Editors’ Highlights are summaries of recent papers by AGU’s journal editors.
Source: Journal of Advances in Modeling Earth Systems
Climate models are essential tools for understanding and predicting our planet, but accurately setting their many internal parameters is complex and has been a labor-intensive manual task in the past.
Elsaesser et al. [2025] showcase a method using machine learning to automatically tune, or “calibrate,” the NASA GISS climate model against real-world observations.

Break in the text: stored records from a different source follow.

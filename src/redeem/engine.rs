//! Redemption engine: drives keys through the client one at a time.
//!
//! Each key moves through `Pending -> Attempting -> (RateLimited ->)* Resolved`.
//! Terminal results and transport failures resolve the key and the run
//! continues; only authentication failures abort it.

use std::sync::Arc;
use std::time::Duration;

use thiserror::Error;
use tracing::{debug, info, instrument, warn};

use super::client::Redeemer;
use super::error::RedeemError;
use super::key::RedemptionKey;
use super::retry::{RetryState, Sleeper, TokioSleeper, WaitSchedule, WaitStep};
use super::taxonomy::ErrorTaxonomyEntry;
use crate::auth::{AuthError, Authenticator, Session};

/// Receives per-key outcomes as the engine produces them.
///
/// Messages for failed keys come from the [`ErrorTaxonomyEntry`]; reporters
/// should not invent their own wording.
pub trait RedemptionReporter {
    /// A blank entry at `index` was skipped without contacting the storefront.
    fn key_skipped(&self, index: usize);
    /// The key was redeemed and granted `items`.
    fn redeemed(&self, key: &RedemptionKey, items: &[String]);
    /// The key failed with a terminal result code.
    fn rejected(&self, key: &RedemptionKey, entry: &ErrorTaxonomyEntry);
    /// The storefront throttled the account; a wait begins.
    fn rate_limited(&self, key: &RedemptionKey, entry: &ErrorTaxonomyEntry);
    /// One wait tick is about to elapse.
    fn waiting(&self, key: &RedemptionKey, frame: char, elapsed: Duration);
    /// The wait for `key` is over, whatever the outcome.
    fn wait_finished(&self, key: &RedemptionKey);
    /// The attempt did not produce an answer from the storefront.
    fn transport_failed(&self, key: &RedemptionKey, error: &RedeemError);
    /// A new session was established while processing `key`.
    fn reauthenticated(&self, key: &RedemptionKey);
}

/// Counters for one run.
#[derive(Debug, Clone, Copy, Default, PartialEq, Eq)]
pub struct RedemptionStats {
    redeemed: usize,
    failed: usize,
    skipped: usize,
    rate_limit_retries: usize,
    reauthentications: usize,
}

impl RedemptionStats {
    /// Keys redeemed successfully.
    #[must_use]
    pub fn redeemed(&self) -> usize {
        self.redeemed
    }

    /// Keys resolved with a terminal code or a transport failure.
    #[must_use]
    pub fn failed(&self) -> usize {
        self.failed
    }

    /// Blank entries skipped.
    #[must_use]
    pub fn skipped(&self) -> usize {
        self.skipped
    }

    /// Quiet re-submissions made while rate limited.
    #[must_use]
    pub fn rate_limit_retries(&self) -> usize {
        self.rate_limit_retries
    }

    /// Sessions re-established mid-run.
    #[must_use]
    pub fn reauthentications(&self) -> usize {
        self.reauthentications
    }

    /// Keys that reached a final outcome (redeemed or failed).
    #[must_use]
    pub fn resolved(&self) -> usize {
        self.redeemed + self.failed
    }
}

/// Errors that abort a run.
#[derive(Debug, Error)]
pub enum EngineError {
    /// A new session could not be established.
    #[error(transparent)]
    Auth(#[from] AuthError),

    /// A freshly established session was rejected for the same key.
    #[error("[AUTH] the storefront rejected a fresh session while redeeming {key}")]
    SessionRejected {
        /// Masked key being processed.
        key: String,
    },
}

/// Sequential redemption driver.
pub struct RedemptionEngine {
    redeemer: Arc<dyn Redeemer>,
    authenticator: Arc<dyn Authenticator>,
    sleeper: Arc<dyn Sleeper>,
    schedule: WaitSchedule,
}

impl RedemptionEngine {
    /// Creates an engine with the tokio timer and default wait schedule.
    #[must_use]
    pub fn new(redeemer: Arc<dyn Redeemer>, authenticator: Arc<dyn Authenticator>) -> Self {
        Self {
            redeemer,
            authenticator,
            sleeper: Arc::new(TokioSleeper),
            schedule: WaitSchedule::default(),
        }
    }

    /// Replaces the sleeper used for wait ticks.
    #[must_use]
    pub fn with_sleeper(mut self, sleeper: Arc<dyn Sleeper>) -> Self {
        self.sleeper = sleeper;
        self
    }

    /// Replaces the wait schedule.
    #[must_use]
    pub fn with_schedule(mut self, schedule: WaitSchedule) -> Self {
        self.schedule = schedule;
        self
    }

    /// Redeems `keys` in order with `session`.
    ///
    /// # Errors
    ///
    /// Returns [`EngineError`] when the session cannot be re-established.
    /// Per-key failures never abort the run.
    #[instrument(skip_all, fields(keys = keys.len()))]
    pub async fn run(
        &self,
        session: Session,
        keys: &[String],
        reporter: &dyn RedemptionReporter,
    ) -> Result<RedemptionStats, EngineError> {
        let mut session = session;
        let mut stats = RedemptionStats::default();

        for (index, raw) in keys.iter().enumerate() {
            let Some(key) = RedemptionKey::parse(raw) else {
                debug!(index, "skipping blank key entry");
                stats.skipped += 1;
                reporter.key_skipped(index);
                continue;
            };
            self.redeem_key(&mut session, &key, reporter, &mut stats)
                .await?;
        }

        info!(
            redeemed = stats.redeemed,
            failed = stats.failed,
            skipped = stats.skipped,
            "redemption run finished"
        );
        Ok(stats)
    }

    async fn redeem_key(
        &self,
        session: &mut Session,
        key: &RedemptionKey,
        reporter: &dyn RedemptionReporter,
        stats: &mut RedemptionStats,
    ) -> Result<(), EngineError> {
        let mut wait: Option<RetryState> = None;
        let mut reauthenticated = false;

        loop {
            let outcome = self.redeemer.attempt(session, key).await;

            if !matches!(&outcome, Err(error) if error.is_session_invalid()) {
                // The replacement session got an answer; a later expiry starts over.
                reauthenticated = false;
            }

            let result = match outcome {
                Ok(result) => result,
                Err(error) if error.is_session_invalid() => {
                    if reauthenticated {
                        return Err(EngineError::SessionRejected { key: key.masked() });
                    }
                    warn!(key = %key.masked(), error = %error, "session rejected; re-authenticating");
                    *session = self.authenticator.reauthenticate().await?;
                    reauthenticated = true;
                    stats.reauthentications += 1;
                    reporter.reauthenticated(key);
                    continue;
                }
                Err(error) => {
                    finish_wait(&mut wait, key, reporter);
                    warn!(key = %key.masked(), error = %error, "redemption attempt failed");
                    stats.failed += 1;
                    reporter.transport_failed(key, &error);
                    return Ok(());
                }
            };

            let Some(entry) = result.error_entry() else {
                finish_wait(&mut wait, key, reporter);
                stats.redeemed += 1;
                reporter.redeemed(key, &result.items_granted);
                return Ok(());
            };

            if entry.is_rate_limited() {
                if wait.is_none() {
                    info!(key = %key.masked(), "rate limited; waiting");
                    reporter.rate_limited(key, &entry);
                }
                let state = wait.get_or_insert_with(RetryState::new);
                self.wait_for_retry(key, state, reporter).await;
                stats.rate_limit_retries += 1;
                continue;
            }

            finish_wait(&mut wait, key, reporter);
            debug!(key = %key.masked(), code = entry.code, "key rejected");
            stats.failed += 1;
            reporter.rejected(key, &entry);
            return Ok(());
        }
    }

    async fn wait_for_retry(
        &self,
        key: &RedemptionKey,
        state: &mut RetryState,
        reporter: &dyn RedemptionReporter,
    ) {
        loop {
            reporter.waiting(key, state.animation_frame(), state.elapsed());
            self.sleeper.sleep(self.schedule.tick()).await;
            if state.advance(&self.schedule) == WaitStep::Retry {
                debug!(
                    key = %key.masked(),
                    elapsed_secs = state.elapsed().as_secs(),
                    "probing rate limit"
                );
                return;
            }
        }
    }
}

fn finish_wait(
    wait: &mut Option<RetryState>,
    key: &RedemptionKey,
    reporter: &dyn RedemptionReporter,
) {
    if let Some(state) = wait.take() {
        debug!(
            key = %key.masked(),
            waited_secs = state.elapsed().as_secs(),
            retries = state.retries(),
            "rate-limit wait over"
        );
        reporter.wait_finished(key);
    }
}
//! Session cookies: Netscape cookie-file parsing and reqwest jar loading.
//!
//! Storefront sessions are carried entirely in cookies. The browser export
//! formats are parsed into [`SessionCookie`] values, which are then loaded into
//! a `reqwest::cookie::Jar` so the right subset is attached to each request.

use std::fmt;
use std::io::BufRead;
use std::sync::Arc;

use reqwest::cookie::Jar;
use tracing::{debug, instrument, warn};

/// A single storefront cookie.
///
/// The value is redacted in Debug output; session cookies are bearer
/// credentials for the account.
#[derive(Clone, PartialEq, Eq)]
pub struct SessionCookie {
    /// The domain the cookie belongs to (e.g., `store.steampowered.com`).
    pub domain: String,
    /// Whether subdomains should match.
    pub tailmatch: bool,
    /// The URL path scope for the cookie.
    pub path: String,
    /// Whether the cookie should only be sent over HTTPS.
    pub secure: bool,
    /// Unix timestamp for expiry (0 = session cookie).
    pub expires: u64,
    /// Cookie name.
    pub name: String,
    value: String,
}

impl SessionCookie {
    /// Creates a new cookie entry.
    #[must_use]
    pub fn new(
        domain: String,
        tailmatch: bool,
        path: String,
        secure: bool,
        expires: u64,
        name: String,
        value: String,
    ) -> Self {
        Self {
            domain,
            tailmatch,
            path,
            secure,
            expires,
            name,
            value,
        }
    }

    /// Returns the cookie value. Never log it.
    #[must_use]
    pub fn value(&self) -> &str {
        &self.value
    }

    /// Returns true when this cookie would be sent to `host`.
    ///
    /// Host-only cookies match exactly; tailmatch cookies also match any
    /// subdomain of their domain.
    #[must_use]
    pub fn applies_to_host(&self, host: &str) -> bool {
        let domain = self.domain.trim_start_matches('.');
        if domain.eq_ignore_ascii_case(host) {
            return true;
        }
        self.tailmatch
            && host
                .to_ascii_lowercase()
                .ends_with(&format!(".{}", domain.to_ascii_lowercase()))
    }
}

impl fmt::Debug for SessionCookie {
    fn fmt(&self, f: &mut fmt::Formatter<'_>) -> fmt::Result {
        f.debug_struct("SessionCookie")
            .field("domain", &self.domain)
            .field("tailmatch", &self.tailmatch)
            .field("path", &self.path)
            .field("secure", &self.secure)
            .field("expires", &self.expires)
            .field("name", &self.name)
            .field("value", &"[REDACTED]")
            .finish()
    }
}

/// Errors that can occur while parsing a Netscape cookie file.
#[derive(Debug, thiserror::Error)]
pub enum CookieError {
    /// A line in the cookie file has an invalid format.
    #[error("line {line_number}: {reason} (got: {content})")]
    InvalidLine {
        /// 1-based line number in the cookie file.
        line_number: usize,
        /// The offending line content, value redacted.
        content: String,
        /// Description of what was wrong.
        reason: String,
    },

    /// I/O error reading the cookie file.
    #[error("failed to read cookie file: {0}")]
    Io(#[from] std::io::Error),

    /// No valid cookies found in a non-empty file.
    #[error("no valid cookies found in file ({malformed_count} lines failed to parse)")]
    NoCookiesFound {
        /// Number of malformed lines encountered.
        malformed_count: usize,
    },
}

/// Parsed cookies plus per-line warnings for lines that were skipped.
#[derive(Debug)]
pub struct ParseResult {
    /// Successfully parsed cookies.
    pub cookies: Vec<SessionCookie>,
    /// Warnings for malformed lines (line number and reason).
    pub warnings: Vec<(usize, String)>,
}

/// Parses a Netscape-format cookie file.
///
/// Each data line holds 7 TAB-separated fields:
/// `domain`, `tailmatch`, `path`, `secure`, `expires`, `name`, `value`.
/// Comment lines (`#`) and blank lines are ignored. Browsers prefix HttpOnly
/// cookies with `#HttpOnly_`; those are data lines, not comments, and the
/// storefront's login cookie is always HttpOnly.
///
/// # Errors
///
/// Returns [`CookieError::Io`] on read failure, or
/// [`CookieError::NoCookiesFound`] when data lines exist but none parse.
#[instrument(level = "debug", skip(reader))]
pub fn parse_netscape_cookies(reader: impl BufRead) -> Result<ParseResult, CookieError> {
    let mut cookies = Vec::new();
    let mut warnings = Vec::new();
    let mut data_lines = 0;

    for (idx, line_result) in reader.lines().enumerate() {
        let line_number = idx + 1;
        let line = line_result?;
        let line = line.trim_end();

        if line.is_empty() {
            continue;
        }

        let line = match line.strip_prefix("#HttpOnly_") {
            Some(rest) => rest,
            None if line.starts_with('#') => continue,
            None => line,
        };

        data_lines += 1;

        match parse_cookie_line(line, line_number) {
            Ok(cookie) => {
                debug!(line = line_number, domain = %cookie.domain, name = %cookie.name, "parsed cookie");
                cookies.push(cookie);
            }
            Err(e) => {
                warn!(line = line_number, reason = %e, "skipping malformed cookie line");
                warnings.push((line_number, e.to_string()));
            }
        }
    }

    if cookies.is_empty() && data_lines > 0 {
        return Err(CookieError::NoCookiesFound {
            malformed_count: warnings.len(),
        });
    }

    Ok(ParseResult { cookies, warnings })
}

fn parse_cookie_line(line: &str, line_number: usize) -> Result<SessionCookie, CookieError> {
    let invalid = |reason: String| CookieError::InvalidLine {
        line_number,
        content: redact_line_for_error(line),
        reason,
    };

    let fields: Vec<&str> = line.split('\t').collect();
    let [domain, tailmatch, path, secure, expires, name, value] = fields[..] else {
        return Err(invalid(format!(
            "expected 7 TAB-separated fields, found {}",
            fields.len()
        )));
    };

    if domain.is_empty() {
        return Err(invalid("domain field is empty".to_string()));
    }
    if name.is_empty() {
        return Err(invalid("cookie name field is empty".to_string()));
    }

    let tailmatch = parse_bool_field(tailmatch).ok_or_else(|| {
        invalid(format!("tailmatch field must be TRUE or FALSE, got '{tailmatch}'"))
    })?;
    let secure = parse_bool_field(secure)
        .ok_or_else(|| invalid(format!("secure field must be TRUE or FALSE, got '{secure}'")))?;
    let expires = expires.parse::<u64>().map_err(|_| {
        invalid(format!(
            "expires field must be a non-negative integer, got '{expires}'"
        ))
    })?;

    Ok(SessionCookie::new(
        domain.to_string(),
        tailmatch,
        path.to_string(),
        secure,
        expires,
        name.to_string(),
        value.to_string(),
    ))
}

fn parse_bool_field(value: &str) -> Option<bool> {
    match value {
        "TRUE" => Some(true),
        "FALSE" => Some(false),
        _ => None,
    }
}

/// Replaces the value field with `[REDACTED]` so errors can quote the line.
fn redact_line_for_error(line: &str) -> String {
    let fields: Vec<&str> = line.split('\t').collect();
    if fields.len() >= 7 {
        let mut redacted = fields[..6].join("\t");
        redacted.push_str("\t[REDACTED]");
        redacted
    } else {
        line.to_string()
    }
}

/// Loads cookies into a `reqwest::cookie::Jar`.
///
/// Each cookie becomes a `Set-Cookie` string added against an origin URL built
/// from its domain, so the jar applies normal domain/path/secure matching.
#[instrument(level = "debug", skip(cookies), fields(count = cookies.len()))]
pub fn load_cookies_into_jar(cookies: &[SessionCookie]) -> Arc<Jar> {
    let jar = Arc::new(Jar::default());

    for cookie in cookies {
        let set_cookie = build_set_cookie_string(cookie);
        match build_origin_url(cookie).parse::<url::Url>() {
            Ok(url) => jar.add_cookie_str(&set_cookie, &url),
            Err(_) => warn!(
                domain = %cookie.domain,
                name = %cookie.name,
                "skipping cookie with unparseable domain"
            ),
        }
    }

    jar
}

fn build_set_cookie_string(cookie: &SessionCookie) -> String {
    let mut parts = vec![format!("{}={}", cookie.name, cookie.value())];
    // Without a Domain attribute the jar keeps the cookie host-only.
    if cookie.tailmatch {
        parts.push(format!("Domain={}", cookie.domain));
    }
    parts.push(format!("Path={}", cookie.path));

    if cookie.secure {
        parts.push("Secure".to_string());
    }

    if cookie.expires > 0 {
        match unix_to_http_date(cookie.expires) {
            Some(expires) => parts.push(format!("Expires={expires}")),
            None => warn!(
                name = %cookie.name,
                expires = cookie.expires,
                "cookie expiry overflows SystemTime; treating as session cookie"
            ),
        }
    }

    parts.join("; ")
}

fn build_origin_url(cookie: &SessionCookie) -> String {
    let scheme = if cookie.secure { "https" } else { "http" };
    let domain = cookie.domain.trim_start_matches('.');
    format!("{scheme}://{domain}{}", cookie.path)
}

fn unix_to_http_date(timestamp: u64) -> Option<String> {
    use std::time::{Duration, UNIX_EPOCH};

    let time = UNIX_EPOCH.checked_add(Duration::from_secs(timestamp))?;
    Some(httpdate::fmt_http_date(time))
}

#[cfg(test)]
mod tests {
    use super::*;
    use reqwest::cookie::CookieStore;
    use std::io::Cursor;

    fn store_cookie(name: &str, value: &str) -> SessionCookie {
        SessionCookie::new(
            "store.steampowered.com".to_string(),
            false,
            "/".to_string(),
            true,
            0,
            name.to_string(),
            value.to_string(),
        )
    }

    #[test]
    fn test_parse_netscape_cookies_storefront_export() {
        let input = "\
# Netscape HTTP Cookie File
store.steampowered.com\tFALSE\t/\tTRUE\t0\tsessionid\tabc123
#HttpOnly_store.steampowered.com\tFALSE\t/\tTRUE\t4102444800\tsteamLoginSecure\t7656%7C%7Ctoken
";
        let result = parse_netscape_cookies(Cursor::new(input)).unwrap();
        assert_eq!(result.cookies.len(), 2);
        assert!(result.warnings.is_empty());
        assert_eq!(result.cookies[0].name, "sessionid");
        assert_eq!(result.cookies[0].value(), "abc123");
        assert_eq!(result.cookies[1].name, "steamLoginSecure");
        assert_eq!(result.cookies[1].expires, 4_102_444_800);
        assert!(result.cookies[1].secure);
    }

    #[test]
    fn test_parse_netscape_cookies_reports_malformed_line_numbers() {
        let input = "\
# header
store.steampowered.com\tFALSE\t/\tTRUE\t0\tsessionid\tabc
not a cookie
";
        let result = parse_netscape_cookies(Cursor::new(input)).unwrap();
        assert_eq!(result.cookies.len(), 1);
        assert_eq!(result.warnings.len(), 1);
        assert_eq!(result.warnings[0].0, 3);
        assert!(result.warnings[0].1.contains("7 TAB-separated fields"));
    }

    #[test]
    fn test_parse_netscape_cookies_only_malformed_is_error() {
        let input = "garbage\n.example.com\tYES\t/\tFALSE\t0\tname\tvalue\n";
        let err = parse_netscape_cookies(Cursor::new(input)).unwrap_err();
        assert!(matches!(err, CookieError::NoCookiesFound { malformed_count: 2 }));
    }

    #[test]
    fn test_parse_netscape_cookies_empty_input_is_ok() {
        let result = parse_netscape_cookies(Cursor::new("")).unwrap();
        assert!(result.cookies.is_empty());
    }

    #[test]
    fn test_parse_netscape_cookies_crlf() {
        let input = "store.steampowered.com\tFALSE\t/\tTRUE\t0\tsessionid\tabc\r\n";
        let result = parse_netscape_cookies(Cursor::new(input)).unwrap();
        assert_eq!(result.cookies[0].value(), "abc");
    }

    #[test]
    fn test_session_cookie_debug_redacts_value() {
        let debug = format!("{:?}", store_cookie("sessionid", "super_secret"));
        assert!(debug.contains("[REDACTED]"));
        assert!(!debug.contains("super_secret"));
    }

    #[test]
    fn test_redact_line_for_error_hides_value() {
        let redacted = redact_line_for_error(".a.com\tTRUE\t/\tFALSE\t0\tname\tsecret");
        assert!(!redacted.contains("secret"));
        assert!(redacted.ends_with("[REDACTED]"));
    }

    #[test]
    fn test_applies_to_host_host_only() {
        let cookie = store_cookie("sessionid", "x");
        assert!(cookie.applies_to_host("store.steampowered.com"));
        assert!(!cookie.applies_to_host("help.steampowered.com"));
        assert!(!cookie.applies_to_host("evilstore.steampowered.com"));
    }

    #[test]
    fn test_applies_to_host_tailmatch() {
        let cookie = SessionCookie::new(
            ".steampowered.com".to_string(),
            true,
            "/".to_string(),
            true,
            0,
            "browserid".to_string(),
            "1".to_string(),
        );
        assert!(cookie.applies_to_host("store.steampowered.com"));
        assert!(cookie.applies_to_host("steampowered.com"));
        assert!(!cookie.applies_to_host("notsteampowered.com"));
    }

    #[test]
    fn test_load_cookies_into_jar_attaches_to_storefront_only() {
        let jar = load_cookies_into_jar(&[store_cookie("sessionid", "abc123")]);

        let store = "https://store.steampowered.com/account/registerkey"
            .parse::<url::Url>()
            .unwrap();
        let header = jar.cookies(&store).expect("cookie for storefront");
        assert!(header.to_str().unwrap().contains("sessionid=abc123"));

        let other = "https://example.com/".parse::<url::Url>().unwrap();
        assert!(jar.cookies(&other).is_none());
    }

    #[test]
    fn test_build_set_cookie_string_includes_attributes() {
        let mut cookie = store_cookie("steamLoginSecure", "tok");
        cookie.expires = 1_700_000_000;
        let s = build_set_cookie_string(&cookie);
        assert!(s.starts_with("steamLoginSecure=tok"));
        assert!(!s.contains("Domain="), "host-only cookie: {s}");
        assert!(s.contains("Path=/"));
        assert!(s.contains("Secure"));
        assert!(s.contains("Expires="));

        cookie.tailmatch = true;
        cookie.domain = ".steampowered.com".to_string();
        assert!(build_set_cookie_string(&cookie).contains("Domain=.steampowered.com"));
    }

    #[test]
    fn test_build_origin_url_strips_leading_dot() {
        let mut cookie = store_cookie("n", "v");
        cookie.domain = ".steampowered.com".to_string();
        cookie.secure = false;
        assert_eq!(build_origin_url(&cookie), "http://steampowered.com/");
    }
}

The authors develop a neural network surrogate of GISS ModelE to efficiently explore different parameter settings, creating a collection of well-performing model versions known as a calibrated physics ensemble. A key success was significantly improving the model’s simulation of challenging features such as shallow cumulus clouds and Amazon rainfall—longstanding modeling challenges—without negatively impacting, for example, radiation fields.
This work represents an important advance, moving automated calibration techniques from theoretical research into practical application for large-scale climate modeling. It brings us an essential step closer to more trustworthy climate predictions.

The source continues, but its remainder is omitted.